WORK ORDER: Once you have read the records below, write them all out exactly as given.

ENTRIES SHOWN:
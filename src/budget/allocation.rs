//! Greedy assignment of postings to budget rule occurrences.
//!
//! Everything here works on integer cents. Purposes are settled first, then
//! categories; whatever a posting has left after both stages is unbudgeted.

use std::collections::BTreeSet;

use chrono::NaiveDate;
use serde::Serialize;

#[derive(Debug, Clone, Copy, PartialEq, Eq, PartialOrd, Ord, Hash, Serialize)]
pub enum Scope {
    Purpose(i64),
    Category(i64),
}

/// One due instance of a budget rule.
#[derive(Debug, Clone, PartialEq)]
pub struct Occurrence {
    pub rule_id: i64,
    pub scope: Scope,
    pub due: NaiveDate,
    pub amount: i64,
}

/// A posting that may be allocated.
#[derive(Debug, Clone, PartialEq)]
pub struct Candidate {
    pub posting_id: i64,
    pub booking_date: NaiveDate,
    pub valuta_date: NaiveDate,
    pub amount: i64,
    pub purpose_id: Option<i64>,
    pub category_id: Option<i64>,
}

#[derive(Debug, Clone, PartialEq, Eq, Serialize)]
pub struct Match {
    /// Index into the occurrence slice passed to [`allocate`].
    pub occurrence: usize,
    pub posting_id: i64,
    pub amount: i64,
}

#[derive(Debug, Clone, PartialEq, Eq, Serialize)]
pub struct Unbudgeted {
    pub posting_id: i64,
    pub amount: i64,
}

#[derive(Debug, Clone, Default, PartialEq, Eq)]
pub struct Allocation {
    pub matches: Vec<Match>,
    /// Remaining amount per occurrence, parallel to the input slice.
    pub remaining: Vec<i64>,
    pub unbudgeted: Vec<Unbudgeted>,
}

struct Ledger<'a> {
    occurrences: &'a [Occurrence],
    postings: &'a [Candidate],
    occ_left: Vec<i64>,
    post_left: Vec<i64>,
    matches: Vec<Match>,
}

impl Ledger<'_> {
    fn book(&mut self, occ: usize, post: usize, amount: i64) {
        self.occ_left[occ] -= amount;
        self.post_left[post] -= amount;
        self.matches.push(Match {
            occurrence: occ,
            posting_id: self.postings[post].posting_id,
            amount,
        });
    }

    /// Settle one purpose or category. `occs` is ordered by due date,
    /// `posts` by booking date, valuta date and amount.
    fn settle(&mut self, occs: &[usize], posts: &[usize]) {
        // Exact pass
        for &p in posts {
            let want = self.post_left[p];
            if want == 0 {
                continue;
            }
            if let Some(&o) = occs.iter().find(|&&o| self.occ_left[o] == want) {
                self.book(o, p, want);
            }
        }

        // Split pass
        for &p in posts {
            while self.post_left[p] != 0 {
                let left = self.post_left[p];
                let pick = if left > 0 {
                    occs.iter()
                        .copied()
                        .filter(|&o| self.occ_left[o] > 0)
                        .fold(None, |best: Option<usize>, o| match best {
                            Some(b) if self.occ_left[b] >= self.occ_left[o] => Some(b),
                            _ => Some(o),
                        })
                } else {
                    occs.iter()
                        .copied()
                        .filter(|&o| self.occ_left[o] < 0)
                        .fold(None, |best: Option<usize>, o| match best {
                            Some(b) if self.occ_left[b] <= self.occ_left[o] => Some(b),
                            _ => Some(o),
                        })
                };
                let Some(o) = pick else { break };
                let step = left.abs().min(self.occ_left[o].abs()) * left.signum();
                self.book(o, p, step);
            }
        }
    }

    fn stage(&mut self, order: &[usize], scope_ids: &BTreeSet<i64>, purpose: bool) {
        for &id in scope_ids {
            let scope = if purpose { Scope::Purpose(id) } else { Scope::Category(id) };
            let mut occs: Vec<usize> = (0..self.occurrences.len())
                .filter(|&o| self.occurrences[o].scope == scope)
                .collect();
            occs.sort_by_key(|&o| (self.occurrences[o].due, o));
            let posts: Vec<usize> = order
                .iter()
                .copied()
                .filter(|&p| {
                    let c = &self.postings[p];
                    let owner = if purpose { c.purpose_id } else { c.category_id };
                    owner == Some(id) && self.post_left[p] != 0
                })
                .collect();
            if !posts.is_empty() {
                self.settle(&occs, &posts);
            }
        }
    }
}

pub fn allocate(occurrences: &[Occurrence], postings: &[Candidate]) -> Allocation {
    let mut order: Vec<usize> = (0..postings.len()).collect();
    order.sort_by_key(|&p| {
        let c = &postings[p];
        (c.booking_date, c.valuta_date, c.amount, p)
    });

    let mut purposes = BTreeSet::new();
    let mut categories = BTreeSet::new();
    for occ in occurrences {
        match occ.scope {
            Scope::Purpose(id) => purposes.insert(id),
            Scope::Category(id) => categories.insert(id),
        };
    }

    let mut ledger = Ledger {
        occurrences,
        postings,
        occ_left: occurrences.iter().map(|o| o.amount).collect(),
        post_left: postings.iter().map(|p| p.amount).collect(),
        matches: Vec::new(),
    };
    ledger.stage(&order, &purposes, true);
    ledger.stage(&order, &categories, false);

    let unbudgeted = order
        .iter()
        .filter(|&&p| ledger.post_left[p] != 0)
        .map(|&p| Unbudgeted {
            posting_id: postings[p].posting_id,
            amount: ledger.post_left[p],
        })
        .collect();

    Allocation {
        matches: ledger.matches,
        remaining: ledger.occ_left,
        unbudgeted,
    }
}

REPLY TO THE EXERCISE:
filename src/budget/allocation.rs
//! Greedy assignment of postings to budget rule occurrences.
//!
//! Everything here works on integer cents. Purposes are settled first, then
//! categories; whatever a posting has left after both stages is unbudgeted.

use std::collections::BTreeSet;

use chrono::NaiveDate;
use serde::Serialize;

#[derive(Debug, Clone, Copy, PartialEq, Eq, PartialOrd, Ord, Hash, Serialize)]
pub enum Scope {
    Purpose(i64),
    Category(i64),
}

/// One due instance of a budget rule.
#[derive(Debug, Clone, PartialEq)]
pub struct Occurrence {
    pub rule_id: i64,
    pub scope: Scope,
    pub due: NaiveDate,
    pub amount: i64,
}

/// A posting that may be allocated.
#[derive(Debug, Clone, PartialEq)]
pub struct Candidate {
    pub posting_id: i64,
    pub booking_date: NaiveDate,
    pub valuta_date: NaiveDate,
    pub amount: i64,
    pub purpose_id: Option<i64>,
    pub category_id: Option<i64>,
}

#[derive(Debug, Clone, PartialEq, Eq, Serialize)]
pub struct Match {
    /// Index into the occurrence slice passed to [`allocate`].
    pub occurrence: usize,
    pub posting_id: i64,
    pub amount: i64,
}

#[derive(Debug, Clone, PartialEq, Eq, Serialize)]
pub struct Unbudgeted {
    pub posting_id: i64,
    pub amount: i64,
}

#[derive(Debug, Clone, Default, PartialEq, Eq)]
pub struct Allocation {
    pub matches: Vec<Match>,
    /// Remaining amount per occurrence, parallel to the input slice.
    pub remaining: Vec<i64>,
    pub unbudgeted: Vec<Unbudgeted>,
}

struct Ledger<'a> {
    occurrences: &'a [Occurrence],
    postings: &'a [Candidate],
    occ_left: Vec<i64>,
    post_left: Vec<i64>,
    matches: Vec<Match>,
}

impl Ledger<'_> {
    fn book(&mut self, occ: usize, post: usize, amount: i64) {
        self.occ_left[occ] -= amount;
        self.post_left[post] -= amount;
        self.matches.push(Match {
            occurrence: occ,
            posting_id: self.postings[post].posting_id,
            amount,
        });
    }

    /// Settle one purpose or category. `occs` is ordered by due date,
    /// `posts` by booking date, valuta date and amount.
    fn settle(&mut self, occs: &[usize], posts: &[usize]) {
        // Exact pass
        for &p in posts {
            let want = self.post_left[p];
            if want == 0 {
                continue;
            }
            if let Some(&o) = occs.iter().find(|&&o| self.occ_left[o] == want) {
                self.book(o, p, want);
            }
        }

        // Split pass
        for &p in posts {
            while self.post_left[p] != 0 {
                let left = self.post_left[p];
                let pick = if left > 0 {
                    occs.iter()
                        .copied()
                        .filter(|&o| self.occ_left[o] > 0)
                        .fold(None, |best: Option<usize>, o| match best {
                            Some(b) if self.occ_left[b] >= self.occ_left[o] => Some(b),
                            _ => Some(o),
                        })
                } else {
                    occs.iter()
                        .copied()
                        .filter(|&o| self.occ_left[o] < 0)
                        .fold(None, |best: Option<usize>, o| match best {
                            Some(b) if self.occ_left[b] <= self.occ_left[o] => Some(b),
                            _ => Some(o),
                        })
                };
                let Some(o) = pick else { break };
                let step = left.abs().min(self.occ_left[o].abs()) * left.signum();
                self.book(o, p, step);
            }
        }
    }

    fn stage(&mut self, order: &[usize], scope_ids: &BTreeSet<i64>, purpose: bool) {
        for &id in scope_ids {
            let scope = if purpose { Scope::Purpose(id) } else { Scope::Category(id) };
            let mut occs: Vec<usize> = (0..self.occurrences.len())
                .filter(|&o| self.occurrences[o].scope == scope)
                .collect();
            occs.sort_by_key(|&o| (self.occurrences[o].due, o));
            let posts: Vec<usize> = order
                .iter()
                .copied()
                .filter(|&p| {
                    let c = &self.postings[p];
                    let owner = if purpose { c.purpose_id } else { c.category_id };
                    owner == Some(id) && self.post_left[p] != 0
                })
                .collect();
            if !posts.is_empty() {
                self.settle(&occs, &posts);
            }
        }
    }
}

pub fn allocate(occurrences: &[Occurrence], postings: &[Candidate]) -> Allocation {
    let mut order: Vec<usize> = (0..postings.len()).collect();
    order.sort_by_key(|&p| {
        let c = &postings[p];
        (c.booking_date, c.valuta_date, c.amount, p)
    });

    let mut purposes = BTreeSet::new();
    let mut categories = BTreeSet::new();
    for occ in occurrences {
        match occ.scope {
            Scope::Purpose(id) => purposes.insert(id),
            Scope::Category(id) => categories.insert(id),
        };
    }

    let mut ledger = Ledger {
        occurrences,
        postings,
        occ_left: occurrences.iter().map(|o| o.amount).collect(),
        post_left: postings.iter().map(|p| p.amount).collect(),
        matches: Vec::new(),
    };
    ledger.stage(&order, &purposes, true);
    ledger.stage(&order, &categories, false);

    let unbudgeted = order
        .iter()
        .filter(|&&p| ledger.post_left[p] != 0)
        .map(|&p| Unbudgeted {
            posting_id: postings[p].posting_id,
            amount: ledger.post_left[p],
        })
        .collect();

    Allocation {
        matches: ledger.matches,
        remaining: ledger.occ_left,
        unbudgeted,
    }
}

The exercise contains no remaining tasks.